-- Recorded data follows --

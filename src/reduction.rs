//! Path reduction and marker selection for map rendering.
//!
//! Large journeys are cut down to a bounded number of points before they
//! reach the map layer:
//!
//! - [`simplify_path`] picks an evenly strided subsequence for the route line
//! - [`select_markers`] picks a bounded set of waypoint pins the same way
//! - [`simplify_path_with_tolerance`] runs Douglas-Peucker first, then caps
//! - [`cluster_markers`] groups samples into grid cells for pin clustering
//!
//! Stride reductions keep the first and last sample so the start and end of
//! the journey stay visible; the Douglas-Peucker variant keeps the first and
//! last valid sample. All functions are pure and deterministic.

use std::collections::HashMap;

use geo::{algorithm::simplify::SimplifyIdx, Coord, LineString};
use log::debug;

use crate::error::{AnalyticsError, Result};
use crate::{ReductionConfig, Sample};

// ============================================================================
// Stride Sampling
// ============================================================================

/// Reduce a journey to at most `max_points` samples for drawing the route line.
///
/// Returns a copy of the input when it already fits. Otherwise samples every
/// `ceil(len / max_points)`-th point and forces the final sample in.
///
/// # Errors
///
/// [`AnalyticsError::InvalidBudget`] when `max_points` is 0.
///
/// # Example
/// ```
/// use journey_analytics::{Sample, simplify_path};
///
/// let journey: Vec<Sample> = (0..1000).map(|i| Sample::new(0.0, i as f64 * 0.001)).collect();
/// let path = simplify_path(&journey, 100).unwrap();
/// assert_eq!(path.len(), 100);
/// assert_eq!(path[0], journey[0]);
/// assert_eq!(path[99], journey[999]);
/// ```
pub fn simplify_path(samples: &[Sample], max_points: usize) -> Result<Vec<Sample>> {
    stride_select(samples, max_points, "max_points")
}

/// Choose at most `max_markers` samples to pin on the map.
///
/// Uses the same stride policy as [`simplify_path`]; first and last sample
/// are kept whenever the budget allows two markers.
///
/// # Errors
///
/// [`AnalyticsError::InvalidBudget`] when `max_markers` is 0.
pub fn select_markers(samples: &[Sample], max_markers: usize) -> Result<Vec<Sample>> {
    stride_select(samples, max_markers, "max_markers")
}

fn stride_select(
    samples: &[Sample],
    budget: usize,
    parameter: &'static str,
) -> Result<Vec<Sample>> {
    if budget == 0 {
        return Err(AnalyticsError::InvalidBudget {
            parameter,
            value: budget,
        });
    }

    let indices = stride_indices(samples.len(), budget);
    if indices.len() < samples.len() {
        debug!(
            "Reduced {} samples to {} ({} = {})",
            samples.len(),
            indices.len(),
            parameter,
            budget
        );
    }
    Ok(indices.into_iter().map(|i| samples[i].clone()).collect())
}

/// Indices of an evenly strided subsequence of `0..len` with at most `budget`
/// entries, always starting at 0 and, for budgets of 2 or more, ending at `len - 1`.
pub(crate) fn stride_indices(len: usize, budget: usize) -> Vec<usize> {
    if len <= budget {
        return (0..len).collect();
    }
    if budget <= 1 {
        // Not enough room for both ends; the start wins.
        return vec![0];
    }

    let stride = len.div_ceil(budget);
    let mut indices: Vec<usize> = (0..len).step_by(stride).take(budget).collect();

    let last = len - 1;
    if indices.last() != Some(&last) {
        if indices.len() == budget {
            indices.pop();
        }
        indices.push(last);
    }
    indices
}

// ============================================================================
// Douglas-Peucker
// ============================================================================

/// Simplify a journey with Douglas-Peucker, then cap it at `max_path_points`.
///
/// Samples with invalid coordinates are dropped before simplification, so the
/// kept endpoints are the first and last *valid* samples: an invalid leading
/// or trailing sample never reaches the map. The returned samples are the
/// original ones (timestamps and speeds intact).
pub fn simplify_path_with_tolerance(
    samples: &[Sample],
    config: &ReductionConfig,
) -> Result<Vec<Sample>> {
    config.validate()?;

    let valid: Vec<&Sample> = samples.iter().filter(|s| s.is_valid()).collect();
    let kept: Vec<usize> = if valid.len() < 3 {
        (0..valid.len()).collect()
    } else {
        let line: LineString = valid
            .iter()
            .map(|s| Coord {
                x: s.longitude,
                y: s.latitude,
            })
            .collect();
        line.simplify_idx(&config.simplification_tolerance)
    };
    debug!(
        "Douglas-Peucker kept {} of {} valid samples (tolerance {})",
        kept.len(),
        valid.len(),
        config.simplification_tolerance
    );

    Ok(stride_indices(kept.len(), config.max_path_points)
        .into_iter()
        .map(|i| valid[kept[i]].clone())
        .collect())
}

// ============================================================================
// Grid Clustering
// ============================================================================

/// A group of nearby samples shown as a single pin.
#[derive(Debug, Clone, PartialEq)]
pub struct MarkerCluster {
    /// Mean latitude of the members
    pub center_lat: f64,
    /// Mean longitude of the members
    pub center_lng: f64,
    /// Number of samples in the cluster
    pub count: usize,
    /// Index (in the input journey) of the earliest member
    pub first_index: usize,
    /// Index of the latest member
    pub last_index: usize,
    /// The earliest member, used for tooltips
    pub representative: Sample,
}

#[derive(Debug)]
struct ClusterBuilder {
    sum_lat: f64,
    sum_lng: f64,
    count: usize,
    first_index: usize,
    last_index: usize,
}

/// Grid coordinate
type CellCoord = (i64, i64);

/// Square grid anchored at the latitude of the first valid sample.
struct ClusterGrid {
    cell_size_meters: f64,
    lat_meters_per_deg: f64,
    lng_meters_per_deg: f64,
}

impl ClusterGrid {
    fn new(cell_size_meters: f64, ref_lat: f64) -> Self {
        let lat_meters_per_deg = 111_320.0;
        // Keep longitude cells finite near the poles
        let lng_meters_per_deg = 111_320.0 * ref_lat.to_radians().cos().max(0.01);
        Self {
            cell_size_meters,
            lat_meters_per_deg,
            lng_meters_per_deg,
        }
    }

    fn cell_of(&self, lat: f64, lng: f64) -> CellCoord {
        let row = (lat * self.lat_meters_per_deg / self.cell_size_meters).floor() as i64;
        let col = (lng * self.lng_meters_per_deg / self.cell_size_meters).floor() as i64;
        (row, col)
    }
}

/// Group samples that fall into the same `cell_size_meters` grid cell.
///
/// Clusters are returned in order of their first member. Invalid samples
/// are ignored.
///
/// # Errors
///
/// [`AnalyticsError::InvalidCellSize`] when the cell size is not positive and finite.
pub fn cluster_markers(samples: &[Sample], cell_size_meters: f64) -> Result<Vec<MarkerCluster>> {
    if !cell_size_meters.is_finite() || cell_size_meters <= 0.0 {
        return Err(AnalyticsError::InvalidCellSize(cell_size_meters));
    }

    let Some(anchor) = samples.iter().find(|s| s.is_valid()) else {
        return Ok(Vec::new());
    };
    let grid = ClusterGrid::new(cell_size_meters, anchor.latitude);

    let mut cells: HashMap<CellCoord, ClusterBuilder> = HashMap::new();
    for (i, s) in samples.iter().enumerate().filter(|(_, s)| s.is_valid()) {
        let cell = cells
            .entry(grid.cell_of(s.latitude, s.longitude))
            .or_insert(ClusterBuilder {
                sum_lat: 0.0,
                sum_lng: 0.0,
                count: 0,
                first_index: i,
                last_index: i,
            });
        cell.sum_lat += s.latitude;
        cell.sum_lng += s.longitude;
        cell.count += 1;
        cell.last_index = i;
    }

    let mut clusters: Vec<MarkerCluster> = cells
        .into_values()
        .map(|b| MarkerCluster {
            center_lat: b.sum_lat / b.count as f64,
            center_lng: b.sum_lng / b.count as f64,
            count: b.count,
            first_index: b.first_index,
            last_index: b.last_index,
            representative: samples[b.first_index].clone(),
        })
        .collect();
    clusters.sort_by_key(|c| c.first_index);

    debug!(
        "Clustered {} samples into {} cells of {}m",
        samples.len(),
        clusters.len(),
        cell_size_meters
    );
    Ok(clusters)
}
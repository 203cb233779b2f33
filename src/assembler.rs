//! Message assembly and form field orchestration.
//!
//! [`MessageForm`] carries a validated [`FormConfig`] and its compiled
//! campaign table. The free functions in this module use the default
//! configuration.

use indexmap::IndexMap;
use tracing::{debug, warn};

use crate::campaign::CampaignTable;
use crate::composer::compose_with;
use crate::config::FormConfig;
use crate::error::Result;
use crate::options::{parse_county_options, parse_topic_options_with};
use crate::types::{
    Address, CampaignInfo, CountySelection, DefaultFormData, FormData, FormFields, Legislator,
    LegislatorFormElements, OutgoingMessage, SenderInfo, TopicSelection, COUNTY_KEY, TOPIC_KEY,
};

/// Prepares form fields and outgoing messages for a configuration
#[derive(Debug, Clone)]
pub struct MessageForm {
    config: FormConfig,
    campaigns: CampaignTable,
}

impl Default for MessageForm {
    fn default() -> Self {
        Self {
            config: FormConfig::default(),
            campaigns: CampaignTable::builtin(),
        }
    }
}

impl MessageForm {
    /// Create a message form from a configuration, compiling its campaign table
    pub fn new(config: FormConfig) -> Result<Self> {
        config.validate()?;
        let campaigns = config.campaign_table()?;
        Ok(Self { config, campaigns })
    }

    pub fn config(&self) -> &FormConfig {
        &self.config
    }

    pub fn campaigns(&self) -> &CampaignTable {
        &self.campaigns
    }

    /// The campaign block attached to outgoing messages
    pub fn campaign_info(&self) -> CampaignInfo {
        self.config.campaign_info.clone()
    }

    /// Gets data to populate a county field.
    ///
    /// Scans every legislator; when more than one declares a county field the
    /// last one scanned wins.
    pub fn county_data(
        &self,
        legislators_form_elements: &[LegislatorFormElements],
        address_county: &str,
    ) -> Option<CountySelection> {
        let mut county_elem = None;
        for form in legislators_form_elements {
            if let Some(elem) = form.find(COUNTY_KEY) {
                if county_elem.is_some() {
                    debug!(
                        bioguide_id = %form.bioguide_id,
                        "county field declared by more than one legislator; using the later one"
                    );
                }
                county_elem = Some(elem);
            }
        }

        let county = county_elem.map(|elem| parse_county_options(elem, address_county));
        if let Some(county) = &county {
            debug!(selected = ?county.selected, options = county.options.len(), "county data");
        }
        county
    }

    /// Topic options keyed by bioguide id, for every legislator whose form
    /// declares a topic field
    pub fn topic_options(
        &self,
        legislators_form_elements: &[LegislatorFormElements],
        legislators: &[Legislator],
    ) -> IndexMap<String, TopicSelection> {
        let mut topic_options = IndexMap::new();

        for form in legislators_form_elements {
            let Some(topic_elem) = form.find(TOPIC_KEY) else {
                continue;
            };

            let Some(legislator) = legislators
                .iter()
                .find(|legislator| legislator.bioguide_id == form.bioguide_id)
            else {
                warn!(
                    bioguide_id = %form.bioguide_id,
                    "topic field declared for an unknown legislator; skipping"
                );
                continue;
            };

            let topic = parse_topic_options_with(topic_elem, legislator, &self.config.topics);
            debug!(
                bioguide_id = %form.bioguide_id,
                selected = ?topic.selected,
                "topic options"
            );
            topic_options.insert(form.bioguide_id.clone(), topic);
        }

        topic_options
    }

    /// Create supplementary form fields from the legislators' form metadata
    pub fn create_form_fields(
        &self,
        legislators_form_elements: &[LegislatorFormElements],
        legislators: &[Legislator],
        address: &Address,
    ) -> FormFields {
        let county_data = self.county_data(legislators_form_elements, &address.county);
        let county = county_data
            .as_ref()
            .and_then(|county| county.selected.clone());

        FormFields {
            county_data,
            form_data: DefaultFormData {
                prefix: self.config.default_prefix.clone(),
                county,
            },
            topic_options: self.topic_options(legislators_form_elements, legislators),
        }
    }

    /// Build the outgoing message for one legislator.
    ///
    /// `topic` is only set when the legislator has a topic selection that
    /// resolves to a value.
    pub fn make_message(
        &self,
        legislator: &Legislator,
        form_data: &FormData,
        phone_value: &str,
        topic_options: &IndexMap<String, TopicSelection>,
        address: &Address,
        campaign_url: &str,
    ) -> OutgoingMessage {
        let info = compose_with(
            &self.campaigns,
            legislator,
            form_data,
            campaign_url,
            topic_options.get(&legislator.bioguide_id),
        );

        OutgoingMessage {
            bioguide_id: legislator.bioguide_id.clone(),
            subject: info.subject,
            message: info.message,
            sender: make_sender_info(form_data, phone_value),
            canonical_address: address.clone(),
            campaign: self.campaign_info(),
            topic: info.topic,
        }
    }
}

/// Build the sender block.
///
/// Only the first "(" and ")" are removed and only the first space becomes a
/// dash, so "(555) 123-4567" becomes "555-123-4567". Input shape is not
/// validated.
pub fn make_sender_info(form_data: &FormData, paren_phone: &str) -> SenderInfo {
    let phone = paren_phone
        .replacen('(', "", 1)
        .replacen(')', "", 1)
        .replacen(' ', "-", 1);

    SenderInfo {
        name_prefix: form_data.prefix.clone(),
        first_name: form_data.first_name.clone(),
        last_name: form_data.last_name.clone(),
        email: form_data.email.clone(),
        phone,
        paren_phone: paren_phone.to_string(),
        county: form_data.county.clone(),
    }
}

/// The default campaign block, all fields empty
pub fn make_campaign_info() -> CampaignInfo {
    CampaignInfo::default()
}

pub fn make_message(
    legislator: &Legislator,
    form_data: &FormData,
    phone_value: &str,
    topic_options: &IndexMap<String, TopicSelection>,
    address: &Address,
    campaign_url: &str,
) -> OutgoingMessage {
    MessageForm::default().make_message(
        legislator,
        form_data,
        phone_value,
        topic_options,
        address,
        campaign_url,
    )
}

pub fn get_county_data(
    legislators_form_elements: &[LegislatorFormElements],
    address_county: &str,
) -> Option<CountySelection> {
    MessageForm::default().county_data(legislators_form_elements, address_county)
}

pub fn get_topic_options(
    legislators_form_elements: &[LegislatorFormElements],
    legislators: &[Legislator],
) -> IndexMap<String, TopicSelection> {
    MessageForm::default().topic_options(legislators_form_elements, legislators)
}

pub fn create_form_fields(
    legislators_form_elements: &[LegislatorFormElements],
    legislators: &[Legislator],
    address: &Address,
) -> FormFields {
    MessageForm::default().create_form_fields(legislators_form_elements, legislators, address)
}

-- Recorded data concluded --

# [Directions]
Tally up the lines in the records that contain the word "ReductionConfig" and give only the total.

# [Your solution]
2